Food Contact Materials: how active and intelligent packaging can improve food shelf life and reduce food wasteArea Laboratorio
The Food Contact Materials sector (FCM) is particularly suited to technological innovation. The so-called “active” and “intelligent” packaging allows interesting applications in food packaging that promote a substantial increase in the commercial life of packaged food.
Regulation (EC) 450/2009 defines specific rules for active and intelligent materials and objects in addition to the general rules of Regulation (EC) No. 1935/2004 to ensure their safe use.
According to the law: “active materials and articles are materials and articles intended to prolong shelf-life or maintain or improve the condition of packaged food. They are designed to deliberately incorporate components that release substances into the packaged food or its environment, or absorb them from them” while “intelligent materials and articles means materials and articles that control the condition of the packaged food or its environment”
Recent studies on high humidity bakery products, such as pre-cooked pizza bases, Buns, bread boxes, etc., they have shown that the use of active packaging such as oxygen absorbers (scavengers) inhibits the development of airborne microflora and reduces fat oxidation, avoiding rancidity.
For packaging can also be used plastic films encapsulated with substances with antimicrobial action, able to be released gradually without altering the organoleptic and sensory characteristics of the product. One of the most commonly used encapsulated substances is ethanol, which slows down or blocks the proliferation of mold, allowing the shelf life to be significantly longer than traditional packaging.
In the table grape sector, the use of an active packaging consisting of PET coated with two-dimensional ionic lamellar nano-materials (Layered Double Hydroxides – LDH) capable of binding to a compostby antimicrobial action.
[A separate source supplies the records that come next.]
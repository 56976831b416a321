use std::collections::VecDeque;
use std::pin::Pin;
use std::task::{Context, Poll};
use std::time::{Duration, Instant};

use futures_util::stream::Stream;
use reqwest::{Client, RequestBuilder, StatusCode};
use serde::{de::DeserializeOwned, Serialize};

use crate::config::HttpCfg;
use crate::error::{CoreResult, RelayError};
use crate::sse::{SseDecoder, SseFrame};

/// A boxed stream of decoded SSE frames.
pub type SseStream = Pin<Box<dyn Stream<Item = CoreResult<SseFrame>> + Send>>;

type ByteStream = Pin<Box<dyn Stream<Item = Result<bytes::Bytes, reqwest::Error>> + Send>>;

/// Thin wrapper around reqwest::Client with defaults and helpers.
///
/// There is no client-wide total timeout: a streaming body may legitimately
/// stay open longer than any single call. `request_timeout` bounds a JSON
/// round trip, or the open (send + response headers) of an SSE call.
#[derive(Debug, Clone)]
pub struct HttpClient {
    inner: Client,
    user_agent: String,
    label: String,
    request_timeout: Duration,
}

impl HttpClient {
    pub fn new(cfg: &HttpCfg) -> CoreResult<Self> {
        let mut builder = Client::builder().connect_timeout(Duration::from_millis(cfg.connect_timeout_ms));
        if let Some(n) = cfg.pool_max_idle_per_host {
            builder = builder.pool_max_idle_per_host(n);
        }
        let inner = builder
            .build()
            .map_err(|e| RelayError::Other(anyhow::anyhow!("http client build failed: {e}")))?;
        Ok(Self {
            inner,
            user_agent: "prompt-relay/0.1".to_string(),
            label: "http".to_string(),
            request_timeout: Duration::from_millis(cfg.request_timeout_ms),
        })
    }

    pub fn new_default() -> CoreResult<Self> {
        Self::new(&HttpCfg::default())
    }

    /// Name used as `provider` in the errors this client produces.
    pub fn labeled(mut self, label: impl Into<String>) -> Self {
        self.label = label.into();
        self
    }

    fn timeout_ms(&self) -> u64 {
        self.request_timeout.as_millis() as u64
    }

    fn request<T: Serialize + ?Sized>(
        &self,
        url: &str,
        body: &T,
        headers: &[(&str, &str)],
    ) -> RequestBuilder {
        let mut req = self
            .inner
            .post(url)
            .json(body)
            .header("User-Agent", &self.user_agent);
        for (k, v) in headers {
            req = req.header(*k, *v);
        }
        req
    }

    pub async fn post_json<T: Serialize + ?Sized, R: DeserializeOwned>(
        &self,
        url: &str,
        body: &T,
        headers: &[(&str, &str)],
    ) -> CoreResult<(R, Option<String>, u32)> {
        let start = Instant::now();
        let resp = self
            .request(url, body, headers)
            .timeout(self.request_timeout)
            .send()
            .await
            .map_err(|e| self.map_send_error(e))?;

        let status = resp.status();
        let headers = resp.headers().clone();
        let provider_request_id = extract_request_id(&headers);

        if !status.is_success() {
            let text = resp.text().await.unwrap_or_default();
            let ra = parse_retry_after(&headers);
            return Err(map_http_error(&self.label, status, ra, &text));
        }

        let bytes = resp.bytes().await.map_err(|e| self.map_send_error(e))?;
        let latency = start.elapsed().as_millis() as u32;
        let parsed = serde_json::from_slice::<R>(&bytes).map_err(|e| RelayError::ProviderError {
            provider: self.label.clone(),
            status: status.as_u16(),
            message: format!("json decode error: {e}"),
        })?;
        Ok((parsed, provider_request_id, latency))
    }

    /// POST JSON and return a stream of decoded SSE frames.
    pub async fn post_sse<T: Serialize + ?Sized>(
        &self,
        url: &str,
        body: &T,
        headers: &[(&str, &str)],
    ) -> CoreResult<SseStream> {
        let send = self
            .request(url, body, headers)
            .header("Accept", "text/event-stream")
            .send();
        let resp = tokio::time::timeout(self.request_timeout, send)
            .await
            .map_err(|_| RelayError::Timeout {
                provider: self.label.clone(),
                after_ms: self.timeout_ms(),
            })?
            .map_err(|e| self.map_send_error(e))?;

        let status = resp.status();
        if !status.is_success() {
            let headers = resp.headers().clone();
            let ra = parse_retry_after(&headers);
            let body = resp.text().await.unwrap_or_default();
            return Err(map_http_error(&self.label, status, ra, &body));
        }

        let frames = FrameStream::new(Box::pin(resp.bytes_stream()), self.label.clone());
        Ok(Box::pin(frames))
    }

    fn map_send_error(&self, e: reqwest::Error) -> RelayError {
        map_transport_error(&self.label, self.timeout_ms(), &e)
    }
}

fn map_transport_error(label: &str, timeout_ms: u64, e: &reqwest::Error) -> RelayError {
    if e.is_timeout() {
        RelayError::Timeout {
            provider: label.to_string(),
            after_ms: timeout_ms,
        }
    } else {
        RelayError::Transport {
            provider: label.to_string(),
            message: e.to_string(),
        }
    }
}

fn extract_request_id(headers: &reqwest::header::HeaderMap) -> Option<String> {
    static CANDIDATES: [&str; 3] = ["x-request-id", "request-id", "x-ds-trace-id"];
    CANDIDATES
        .iter()
        .filter_map(|k| headers.get(*k))
        .find_map(|v| v.to_str().ok())
        .map(str::to_string)
}

fn parse_retry_after(headers: &reqwest::header::HeaderMap) -> Option<u64> {
    // Only the delta-seconds form; HTTP-date values are ignored.
    headers
        .get("retry-after")
        .and_then(|v| v.to_str().ok())
        .and_then(|s| s.trim().parse::<u64>().ok())
}

pub(crate) fn map_http_error(
    provider: &str,
    status: StatusCode,
    retry_after: Option<u64>,
    body: &str,
) -> RelayError {
    match status {
        StatusCode::TOO_MANY_REQUESTS => RelayError::RateLimited {
            provider: provider.to_string(),
            retry_after,
        },
        s => RelayError::ProviderError {
            provider: provider.to_string(),
            status: s.as_u16(),
            message: extract_error_message(body),
        },
    }
}

/// Pull a human-readable message out of `{"error": {"message": ..}}` or
/// `{"error": ".."}` bodies; otherwise fall back to the raw body.
pub(crate) fn extract_error_message(body: &str) -> String {
    let from_json = serde_json::from_str::<serde_json::Value>(body)
        .ok()
        .and_then(|v| match v.get("error") {
            Some(serde_json::Value::String(s)) => Some(s.clone()),
            Some(obj) => obj.get("message").and_then(|m| m.as_str()).map(str::to_string),
            None => v.get("message").and_then(|m| m.as_str()).map(str::to_string),
        });
    truncate(from_json.as_deref().unwrap_or(body).trim(), 300)
}

fn truncate(s: &str, max: usize) -> String {
    if s.len() > max {
        let mut end = max;
        while !s.is_char_boundary(end) {
            end -= 1;
        }
        let mut t = s[..end].to_string();
        t.push_str("...");
        t
    } else {
        s.to_string()
    }
}

/// Frame splitter over a bytes stream; yields complete SSE frames. A body
/// error is yielded once and ends the stream.
struct FrameStream {
    inner: ByteStream,
    decoder: SseDecoder,
    ready: VecDeque<SseFrame>,
    label: String,
    done: bool,
}

impl FrameStream {
    fn new(inner: ByteStream, label: String) -> Self {
        Self {
            inner,
            decoder: SseDecoder::new(),
            ready: VecDeque::new(),
            label,
            done: false,
        }
    }
}

impl Stream for FrameStream {
    type Item = CoreResult<SseFrame>;

    fn poll_next(mut self: Pin<&mut Self>, cx: &mut Context<'_>) -> Poll<Option<Self::Item>> {
        loop {
            if let Some(frame) = self.ready.pop_front() {
                return Poll::Ready(Some(Ok(frame)));
            }
            if self.done {
                return Poll::Ready(None);
            }

            match self.inner.as_mut().poll_next(cx) {
                Poll::Ready(Some(Ok(chunk))) => {
                    let frames = self.decoder.push(&chunk);
                    self.ready.extend(frames);
                }
                Poll::Ready(Some(Err(e))) => {
                    self.done = true;
                    return Poll::Ready(Some(Err(map_transport_error(&self.label, 0, &e))));
                }
                Poll::Ready(None) => {
                    self.done = true;
                    if let Some(tail) = self.decoder.finish() {
                        self.ready.push_back(tail);
                    }
                }
                Poll::Pending => return Poll::Pending,
            }
        }
    }
}
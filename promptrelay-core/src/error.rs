use thiserror::Error;

/// Core error type for prompt-relay.
/// Internally, modules can use `anyhow::Result<T>` for convenience,
/// but public boundaries should expose `CoreResult<T>` with this error.
#[derive(Debug, Error)]
pub enum RelayError {
    /// Client mistake (e.g. empty prompt). Never reaches the upstream.
    #[error("{0}")]
    Validation(String),

    /// No API key could be resolved. Surfaced at first use, not at start-up.
    #[error("missing API credentials: set {env}")]
    MissingCredentials { env: String },

    #[error("configuration error: {0}")]
    Config(String),

    #[error("rate limited by provider {provider}")]
    RateLimited {
        provider: String,
        retry_after: Option<u64>,
    },

    #[error("upstream error from {provider}: {status} {message}")]
    ProviderError {
        provider: String,
        status: u16,
        message: String,
    },

    #[error("request to {provider} timed out after {after_ms}ms")]
    Timeout { provider: String, after_ms: u64 },

    #[error("could not reach {provider}: {message}")]
    Transport { provider: String, message: String },

    #[error("no response content from {provider}")]
    EmptyResponse { provider: String },

    #[error("malformed payload: {0}")]
    Decode(String),

    #[error(transparent)]
    Io(#[from] std::io::Error),

    #[error(transparent)]
    Other(#[from] anyhow::Error),
}

impl RelayError {
    /// HTTP-style status used for both JSON error bodies and terminal SSE chunks.
    pub fn status_code(&self) -> u16 {
        match self {
            Self::Validation(_) => 400,
            Self::MissingCredentials { .. } => 401,
            Self::RateLimited { .. } => 429,
            Self::ProviderError { status, .. } => *status,
            Self::Timeout { .. } => 504,
            Self::Transport { .. } | Self::EmptyResponse { .. } | Self::Decode(_) => 502,
            Self::Config(_) | Self::Io(_) | Self::Other(_) => 500,
        }
    }

    /// Stable short name for logs and telemetry.
    pub fn kind(&self) -> &'static str {
        match self {
            Self::Validation(_) => "validation",
            Self::MissingCredentials { .. } => "missing_credentials",
            Self::Config(_) => "config",
            Self::RateLimited { .. } => "rate_limited",
            Self::ProviderError { .. } => "provider_error",
            Self::Timeout { .. } => "timeout",
            Self::Transport { .. } => "transport",
            Self::EmptyResponse { .. } => "empty_response",
            Self::Decode(_) => "decode",
            Self::Io(_) => "io",
            Self::Other(_) => "other",
        }
    }
}

pub type CoreResult<T> = std::result::Result<T, RelayError>;
//! DeepSeek adapter. DeepSeek speaks the OpenAI chat-completions dialect, so
//! this also works against any OpenAI-compatible base URL.

use async_trait::async_trait;
use futures::StreamExt;
use secrecy::{ExposeSecret, SecretString};
use serde::{Deserialize, Serialize};

use crate::error::{CoreResult, RelayError};
use crate::http_client::{HttpClient, SseStream};
use crate::model::{ChatMessage, ChatRequest, ChatResponse, StopReason};
use crate::provider::ChatProvider;
use crate::stream::IncrementStream;

const DONE_SENTINEL: &str = "[DONE]";

#[derive(Debug, Clone)]
pub struct DeepSeek {
    http: HttpClient,
    base: String,
    api_key: SecretString,
}

impl DeepSeek {
    pub const NAME: &'static str = "deepseek";

    pub fn new(http: HttpClient, api_key: SecretString, base: String) -> Self {
        Self {
            http,
            api_key,
            base: base.trim_end_matches('/').to_string(),
        }
    }

    #[cfg(test)]
    pub fn new_for_tests(server_base: &str) -> Self {
        DeepSeek::new(
            HttpClient::new_default().unwrap().labeled(Self::NAME),
            SecretString::from("test-key"),
            server_base.to_string(),
        )
    }

    fn headers(&self) -> Vec<(String, String)> {
        vec![
            (
                "Authorization".to_string(),
                format!("Bearer {}", self.api_key.expose_secret()),
            ),
            ("Content-Type".to_string(), "application/json".to_string()),
        ]
    }

    fn url(&self) -> String {
        format!("{}/chat/completions", self.base)
    }
}

// ---- Wire structs (minimal) ----
#[derive(Serialize)]
struct DSChatReq<'a> {
    model: &'a str,
    messages: &'a [ChatMessage],
    stream: bool,
}

impl<'a> DSChatReq<'a> {
    fn from_request(req: &'a ChatRequest, stream: bool) -> Self {
        Self {
            model: &req.model,
            messages: &req.messages,
            stream,
        }
    }
}

#[derive(Deserialize)]
struct DSChatResp {
    #[serde(default)]
    id: Option<String>,
    #[serde(default)]
    choices: Vec<DSChoice>,
    usage: Option<DSUsage>,
}

#[derive(Deserialize)]
struct DSChoice {
    message: DSMessage,
    #[serde(default)]
    finish_reason: Option<String>,
}

#[derive(Deserialize)]
struct DSMessage {
    #[serde(default)]
    content: Option<String>,
}

#[derive(Deserialize)]
struct DSUsage {
    prompt_tokens: u32,
    completion_tokens: u32,
}

#[derive(Deserialize)]
struct DSStreamFrame {
    #[serde(default)]
    choices: Vec<DSStreamChoice>,
    #[serde(default)]
    error: Option<serde_json::Value>,
}

#[derive(Deserialize)]
struct DSStreamChoice {
    #[serde(default)]
    delta: DSDelta,
}

#[derive(Deserialize, Default)]
struct DSDelta {
    #[serde(default)]
    content: Option<String>,
}

fn map_finish(s: Option<&str>) -> Option<StopReason> {
    match s {
        Some("stop") => Some(StopReason::Stop),
        Some("length") => Some(StopReason::Length),
        Some("content_filter") => Some(StopReason::ContentFilter),
        Some(_) => Some(StopReason::Other),
        None => None,
    }
}

/// Text of one stream frame, `None` for frames without content (role
/// announcement, finish marker, usage).
fn parse_delta(data: &str) -> CoreResult<Option<String>> {
    let frame: DSStreamFrame = serde_json::from_str(data)
        .map_err(|e| RelayError::Decode(format!("upstream stream frame: {e}")))?;
    if let Some(err) = frame.error {
        let message = err
            .get("message")
            .and_then(|m| m.as_str())
            .map(str::to_string)
            .unwrap_or_else(|| err.to_string());
        return Err(RelayError::ProviderError {
            provider: DeepSeek::NAME.to_string(),
            status: 502,
            message,
        });
    }
    Ok(frame
        .choices
        .into_iter()
        .next()
        .and_then(|c| c.delta.content))
}

/// Turn upstream SSE frames into text increments. Ends at `[DONE]`, at end
/// of body, or right after the first error.
fn increments(frames: SseStream) -> IncrementStream {
    futures::stream::unfold(Some(frames), |state| async move {
        let mut frames = state?;
        loop {
            match frames.next().await {
                None => return None,
                Some(Err(e)) => return Some((Err(e), None)),
                Some(Ok(frame)) => {
                    if frame.data.trim() == DONE_SENTINEL {
                        return None;
                    }
                    match parse_delta(&frame.data) {
                        Ok(Some(text)) => return Some((Ok(text), Some(frames))),
                        Ok(None) => continue,
                        Err(e) => return Some((Err(e), None)),
                    }
                }
            }
        }
    })
    .boxed()
}

#[async_trait]
impl ChatProvider for DeepSeek {
    fn name(&self) -> &str {
        Self::NAME
    }

    async fn chat(&self, req: ChatRequest) -> CoreResult<ChatResponse> {
        let payload = DSChatReq::from_request(&req, false);
        let owned_headers = self.headers();
        let hdrs: Vec<(&str, &str)> = owned_headers
            .iter()
            .map(|(k, v)| (k.as_str(), v.as_str()))
            .collect();
        let (resp, provider_id, latency_ms) = self
            .http
            .post_json::<_, DSChatResp>(&self.url(), &payload, &hdrs)
            .await?;

        let first = resp.choices.into_iter().next();
        let stop_reason = first
            .as_ref()
            .and_then(|c| map_finish(c.finish_reason.as_deref()));
        let text = first
            .and_then(|c| c.message.content)
            .filter(|t| !t.is_empty())
            .ok_or_else(|| RelayError::EmptyResponse {
                provider: Self::NAME.to_string(),
            })?;
        let (usage_p, usage_c) = resp
            .usage
            .map(|u| (u.prompt_tokens, u.completion_tokens))
            .unwrap_or((0, 0));

        Ok(ChatResponse {
            model: req.model,
            text,
            usage_prompt: usage_p,
            usage_completion: usage_c,
            provider: Self::NAME.to_string(),
            stop_reason,
            provider_request_id: provider_id.or(resp.id),
            latency_ms,
        })
    }

    async fn chat_stream(&self, req: ChatRequest) -> CoreResult<IncrementStream> {
        let payload = DSChatReq::from_request(&req, true);
        let owned_headers = self.headers();
        let hdrs: Vec<(&str, &str)> = owned_headers
            .iter()
            .map(|(k, v)| (k.as_str(), v.as_str()))
            .collect();
        let frames = self.http.post_sse(&self.url(), &payload, &hdrs).await?;
        Ok(increments(frames))
    }
}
Nanocoating is responsible for improving the shelf life of packaged grapes, promoting a significant reduction of fungi (yeasts and moulds), the main causes of its alteration.
In the sausage sector, however, packaging with specific plastic films, capable of releasing a combination of green tea extract and essential oil of oregano, is able to improve the shelf-life of cooked ham in slices, as, under the same conditions, the total charge of altering lactic acid bacteria results in two lower logarithmic cycles, compared to the same product packaged with conventional packaging.
Active packagings such as indicators and/or sensors, which communicate the presence or absence of a substance, are sensitive to reactions between different substances or to changes in the concentration of a particular substance.
In the fisheries sector, a sensor has been developed that changes its color when the packaged fish product loses its freshness requirements, and consequently its suitability for consumption. The color variation of the indicator depends on the acidity values (pH) that tend to change as a function of the proliferation of bacteria, including Enterobacteriaceae and other altering agents, and the consequent production of malodorous substances (amines) and the mending of muscle tissue caused by the proteolytic action of bacterial decarboxylases.
For fruit and vegetables, a sensor has been developed that reacts with the aromas emitted by the ripening fruit, communicating to the consumer the organoleptic characteristics that must be expected. The sensor, in fact, at the beginning of the commercial life of the product turns red, indicating that the fruit is crunchy, but as the days pass, and with them also varies the degree of maturation, then becomes orange (indicating a firm consistency) and finally to yellow, which communicates the completion of the process, and therefore the juiciness of the fruit.
Active and intelligent packaging is a key solution for improving the shelf life of a wide range of food products and for reducing food waste.